EXERCISE DIRECTIONS:
From the line containing "self.defaults" through the last line, print the records exactly and nothing else.

Saved entries

____________________

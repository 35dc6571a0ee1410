use crate::error::{ExportError, Result};
use quick_xml::events::Event;
use quick_xml::Reader;
use std::collections::HashMap;

pub const CONTENT_TYPES_PARTNAME: &str = "/[Content_Types].xml";
const UNKNOWN_CONTENT_TYPE: &str = "application/octet-stream";

/// `[Content_Types].xml`: overrides by partname, defaults by extension.
///
/// Both keys are compared case-insensitively.
#[derive(Debug, Clone, Default)]
pub struct ContentTypes {
    defaults: HashMap<String, String>,
    overrides: HashMap<String, String>,
}

impl ContentTypes {
    pub fn parse(xml: &[u8]) -> Result<Self> {
        let mut content_types = Self::default();
        let mut reader = Reader::from_reader(xml);
        reader.config_mut().trim_text(true);

        let mut buf = Vec::new();

        loop {
            match reader.read_event_into(&mut buf) {
                Ok(Event::Empty(ref e)) | Ok(Event::Start(ref e)) => {
                    let local_name = e.local_name();
                    let is_default = local_name.as_ref() == b"Default";
                    let is_override = local_name.as_ref() == b"Override";

                    if is_default || is_override {
                        let mut key = None;
                        let mut content_type = None;

                        for attr in e.attributes() {
                            let attr =
                                attr.map_err(|e| ExportError::xml(CONTENT_TYPES_PARTNAME, e))?;
                            let value = attr
                                .unescape_value()
                                .map_err(|e| ExportError::xml(CONTENT_TYPES_PARTNAME, e))?;
                            match attr.key.as_ref() {
                                b"Extension" | b"PartName" => {
                                    key = Some(value.to_ascii_lowercase())
                                }
                                b"ContentType" => content_type = Some(value.to_string()),
                                _ => {}
                            }
                        }

                        if let (Some(key), Some(content_type)) = (key, content_type) {
                            if is_default {
                                content_types.defaults.insert(key, content_type);
                            } else {
                                content_types.overrides.insert(key, content_type);
                            }
                        }
                    }
                }
                Ok(Event::Eof) => break,
                Err(e) => return Err(ExportError::xml(CONTENT_TYPES_PARTNAME, e)),
                _ => {}
            }
            buf.clear();
        }

        Ok(content_types)
    }

    pub fn content_type(&self, partname: &str) -> &str {
        let partname = partname.to_ascii_lowercase();
        if let Some(content_type) = self.overrides.get(&partname) {
            return content_type;
        }

        let extension = partname
            .rsplit('/')
            .next()
            .and_then(|filename| filename.rsplit_once('.'))
            .map(|(_, ext)| ext)
            .unwrap_or_default();

        self.defaults
            .get(extension)
            .map(String::as_str)
            .unwrap_or(UNKNOWN_CONTENT_TYPE)
    }
}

____________________

YOUR SOLUTION:
        self.defaults
            .get(extension)
            .map(String::as_str)
            .unwrap_or(UNKNOWN_CONTENT_TYPE)
    }
}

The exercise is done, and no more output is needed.